A voting classifier is a machine learning model that trains on an ensemble of numerous models and predicts an output (class) based on their highest probability of choosen class as output. It simply aggregates the findings of each classifier passed into Voting Classifier and predicts the output class based on the highest majority of voting. The idea is instead of creating separate dedicated models and finding the accuracy for each of them, we created a single model which trains by these models and preditcs output based on their combined majority of voting each output class.

Voting Classifier supports two types of voting:

* **Hard Voting:-** In Hard Voting, the predicted output class is a class with the highest majority of votes i.e the class which had the highest probability of being predicted by each of theclassifiers. Suppose three classifiers the output class (A, A, B), so here the majority predicted **A** as output. Hence, A will be the final prediction.

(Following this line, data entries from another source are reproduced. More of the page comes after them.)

//! The exhibit store facade.
//!
//! [`ExhibitStore`] is the only surface consumers use. Each write follows the
//! same cycle: validate input, resolve the owning Collection, edit it in
//! memory, write back the one top-level array that changed, then broadcast
//! [`Invalidation`] events for the listings the edit touched.
//!
//! Nothing is retried. When the final write fails the caller gets
//! [`StoreError::PersistFailed`] and must re-fetch before trying again.

use std::sync::Arc;

use tokio::sync::broadcast;

use crate::{
    ID, Result,
    backend::{BackendError, DocumentStore, Filter, RootPatch},
    document::{
        Depth, Level, RootDoc, RootField, StoredBlock, StoredPanel, StoredSection,
        StoredWaypoint,
    },
    index::NodeIndex,
    locator::Locator,
    mapper,
    view::{CollectionPatch, CollectionTree, CollectionView, NewCollection, Validate},
};

mod config;
mod errors;
mod invalidation;
mod nodes;

pub use config::{ConcurrencyMode, StoreConfig};
pub use errors::StoreError;
pub(crate) use errors::surface;
pub use invalidation::{Cause, Invalidation, Listing};
pub use nodes::Nodes;

struct Inner {
    backend: Arc<dyn DocumentStore>,
    config: StoreConfig,
    index: Option<NodeIndex>,
    events: broadcast::Sender<Invalidation>,
}

/// CRUD over every level of the exhibit hierarchy.
///
/// Cheap to clone; clones share the backend, the node index and the
/// invalidation channel.
///
/// # Example
///
/// ```
/// use std::sync::Arc;
/// use vitrine::{ExhibitStore, backend::database::InMemory};
/// use vitrine::view::{NewCollection, NewSection};
///
/// # #[tokio::main]
/// # async fn main() -> vitrine::Result<()> {
/// let store = ExhibitStore::new(Arc::new(InMemory::new()));
/// let collection = store.create_collection(NewCollection::new("Memory")).await?;
/// let section = store
///     .sections()
///     .create(&collection.id, NewSection::new("Arrival"))
///     .await?;
/// assert_eq!(section.order, 1);
/// # Ok(())
/// # }
/// ```
#[derive(Clone)]
pub struct ExhibitStore {
    inner: Arc<Inner>,
}

impl ExhibitStore {
    /// Creates a facade over `backend` with the default configuration.
    pub fn new(backend: Arc<dyn DocumentStore>) -> Self {
        Self::with_config(backend, StoreConfig::default())
    }

    pub fn with_config(backend: Arc<dyn DocumentStore>, config: StoreConfig) -> Self {
        let (events, _) = broadcast::channel(config.invalidation_capacity.max(1));
        let index = config.node_index.then(NodeIndex::new);
        Self {
            inner: Arc::new(Inner {
                backend,
                config,
                index,
                events,
            }),
        }
    }

    pub fn config(&self) -> &StoreConfig {
        &self.inner.config
    }

    pub fn backend(&self) -> &Arc<dyn DocumentStore> {
        &self.inner.backend
    }

    /// The node index, when enabled in the configuration.
    pub fn node_index(&self) -> Option<&NodeIndex> {
        self.inner.index.as_ref()
    }

    /// Receives an [`Invalidation`] for every listing a later write touches.
    pub fn subscribe(&self) -> broadcast::Receiver<Invalidation> {
        self.inner.events.subscribe()
    }

    pub fn sections(&self) -> Nodes<'_, StoredSection> {
        Nodes::new(self)
    }

    pub fn panels(&self) -> Nodes<'_, StoredPanel> {
        Nodes::new(self)
    }

    pub fn blocks(&self) -> Nodes<'_, StoredBlock> {
        Nodes::new(self)
    }

    pub fn waypoints(&self) -> Nodes<'_, StoredWaypoint> {
        Nodes::new(self)
    }

    // ===== Collections =====

    pub async fn create_collection(&self, input: NewCollection) -> Result<CollectionView> {
        input.validate()?;
        let root = mapper::new_collection_to_storage(&input, ID::generate());
        let created = self.inner.backend.create(root).await.map_err(surface)?;
        tracing::info!(root_id = %created.id, name = %created.name, "Created collection");
        self.invalidate(&[Listing::collections()], Cause::Created);
        Ok(mapper::collection_to_view(&created))
    }

    pub async fn get_collection(&self, id: &ID) -> Result<CollectionView> {
        let root = self
            .inner
            .backend
            .get(id, Depth::ROOT)
            .await
            .map_err(surface)?;
        Ok(mapper::collection_to_view(&root))
    }

    /// Collections matching `filter`, in creation order.
    pub async fn list_collections(&self, filter: &Filter) -> Result<Vec<CollectionView>> {
        let roots = self
            .inner
            .backend
            .find(filter, Depth::ROOT, usize::MAX)
            .await?;
        Ok(roots.iter().map(mapper::collection_to_view).collect())
    }

    pub async fn update_collection(&self, id: &ID, patch: CollectionPatch) -> Result<CollectionView> {
        patch.validate()?;
        let current = self
            .inner
            .backend
            .get(id, Depth::ROOT)
            .await
            .map_err(surface)?;
        let mut root_patch = mapper::collection_patch_to_storage(&patch);
        if self.inner.config.concurrency == ConcurrencyMode::Optimistic {
            root_patch = root_patch.expecting_revision(current.revision);
        }
        let listings = [Listing::collections()];
        let written = self.write(id, root_patch, Cause::Updated, &listings).await?;
        Ok(mapper::collection_to_view(&written))
    }

    /// Deletes a Collection and everything nested inside it.
    pub async fn delete_collection(&self, id: &ID) -> Result<()> {
        self.inner.backend.remove(id).await.map_err(surface)?;
        if let Some(index) = &self.inner.index {
            index.forget_root(id).await;
        }
        tracing::info!(root_id = %id, "Deleted collection");
        let mut listings = vec![Listing::collections()];
        listings.extend(
            Level::Collection
                .children()
                .iter()
                .map(|level| Listing::children(*level, id.clone())),
        );
        self.invalidate(&listings, Cause::Deleted);
        Ok(())
    }

    /// The whole Collection as nested views, every list in display order.
    pub async fn tree(&self, id: &ID) -> Result<CollectionTree> {
        let root = self
            .inner
            .backend
            .get(id, Depth::FULL)
            .await
            .map_err(surface)?;
        if let Some(index) = &self.inner.index {
            index.record_root(&root).await;
        }
        Ok(mapper::tree_to_view(&root))
    }

    // ===== Shared plumbing =====

    pub(crate) fn locator(&self) -> Locator<'_> {
        let locator = Locator::new(self.inner.backend.as_ref(), self.inner.config.scan_limit);
        match &self.inner.index {
            Some(index) => locator.with_index(index),
            None => locator,
        }
    }

    /// Writes `field` of an edited root back, guarded by the revision it was
    /// read at when running in optimistic mode.
    pub(crate) async fn persist(
        &self,
        root: RootDoc,
        field: RootField,
        cause: Cause,
        listings: &[Listing],
    ) -> Result<RootDoc> {
        let root_id = root.id.clone();
        let read_revision = root.revision;
        let mut patch = RootPatch::from_root(root, field);
        if self.inner.config.concurrency == ConcurrencyMode::Optimistic {
            patch = patch.expecting_revision(read_revision);
        }
        self.write(&root_id, patch, cause, listings).await
    }

    async fn write(
        &self,
        root_id: &ID,
        patch: RootPatch,
        cause: Cause,
        listings: &[Listing],
    ) -> Result<RootDoc> {
        match self.inner.backend.put(root_id, patch).await {
            Ok(written) => {
                tracing::debug!(root_id = %root_id, revision = written.revision, ?cause, "Persisted collection");
                self.invalidate(listings, cause);
                Ok(written)
            }
            Err(crate::Error::Backend(BackendError::RevisionConflict {
                root_id,
                expected,
                actual,
            })) => {
                tracing::warn!(root_id = %root_id, expected, actual, "Collection changed concurrently");
                self.invalidate(listings, Cause::PersistFailed);
                Err(StoreError::Conflict {
                    root_id,
                    expected,
                    actual,
                }
                .into())
            }
            Err(crate::Error::Backend(err)) if err.is_write_failure() || err.is_unavailable() => {
                tracing::warn!(root_id = %root_id, error = %err, "Failed to persist collection");
                self.invalidate(listings, Cause::PersistFailed);
                Err(StoreError::PersistFailed {
                    root_id: root_id.clone(),
                    reason: err.to_string(),
                }
                .into())
            }
            Err(err) => Err(surface(err)),
        }
    }

    pub(crate) async fn remember(&self, node_id: &ID, root_id: &ID) {
        if let Some(index) = &self.inner.index {
            index.record(node_id.clone(), root_id.clone()).await;
        }
    }

    pub(crate) async fn forget(&self, node_ids: Vec<ID>) {
        if let Some(index) = &self.inner.index {
            index.forget(node_ids).await;
        }
    }

    fn invalidate(&self, listings: &[Listing], cause: Cause) {
        for listing in listings {
            let event = Invalidation {
                listing: listing.clone(),
                cause,
            };
            if self.inner.events.send(event).is_err() {
                // No subscribers.
                break;
            }
        }
    }
}

impl std::fmt::Debug for ExhibitStore {
    fn fmt(&self, f: &mut std::fmt::Formatter<'_>) -> std::fmt::Result {
        f.debug_struct("ExhibitStore")
            .field("config", &self.inner.config)
            .field("index", &self.inner.index.is_some())
            .finish_non_exhaustive()
    }
}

* **Soft Voting:-** In Soft Voting, the output class is the prediction based on the average of probability given to the class. Suppose given some input to three models, the prediction probability for class A = (0.30,0.47,0.53) and B =(0.20,0.32,0.40). So the average for class A is 0.4333 and B is 0.3067, the winner is clearly class A because it had the highest probability averaged by each classifier.

In [14]:
# Importing library

from sklearn.ensemble import VotingClassifier

In [16]:
#group/ ensemble of models

estimator =[]
estimator.append(('LR', KNeighborsClassifier()))
estimator.append(('SVC', SVC(gamma = 'auto', probability = True)))
estimator.append(('DTC', DecisionTreeClassifier()))

In [17]:
estimator

[('LR', KNeighborsClassifier()),
 ('SVC', SVC(gamma='auto', probability=True)),
 ('DTC', DecisionTreeClassifier())]

### Hard Voting

![ensemble-model.png](attachment:ensemble-model.png)

In [20]:
#Voting CLassifier with Hard Voting:

vot_hard = VotingClassifier(estimators = estimator, voting = 'hard')
vot_hard.fit(xtrain,ytrain)
ypred = vot_hard.predict(xtest)
print(ypred)

#using the accuracy_score(y_test, ypred)
score = accuracy_score(ytest, ypred)
print("Hard Voting % d" % score)

[1 0 2 1 1 0 1 2 1 1 2 0 0 0 0 1 2 1 1 2 0 2 0 2 2 2 2 2 0 0]
Hard Voting  1


### Soft Voting

![ud382N9.png](attachment:ud382N9.png)

In [21]:
#Voting CLassifier with Soft Voting:

vot_soft = VotingClassifier(estimators = estimator, voting = 'soft')
vot_soft.fit(xtrain,ytrain)
ypred = vot_soft.predict(xtest)
print(ypred)

#using the accuracy_score(y_test, ypred)
score = accuracy_score(ytest, ypred)
print("Soft Voting % d" % score)

[1 0 2 1 1 0 1 2 1 1 2 0 0 0 0 1 2 1 1 2 0 2 0 2 2 2 2 2 0 0]
Soft Voting  1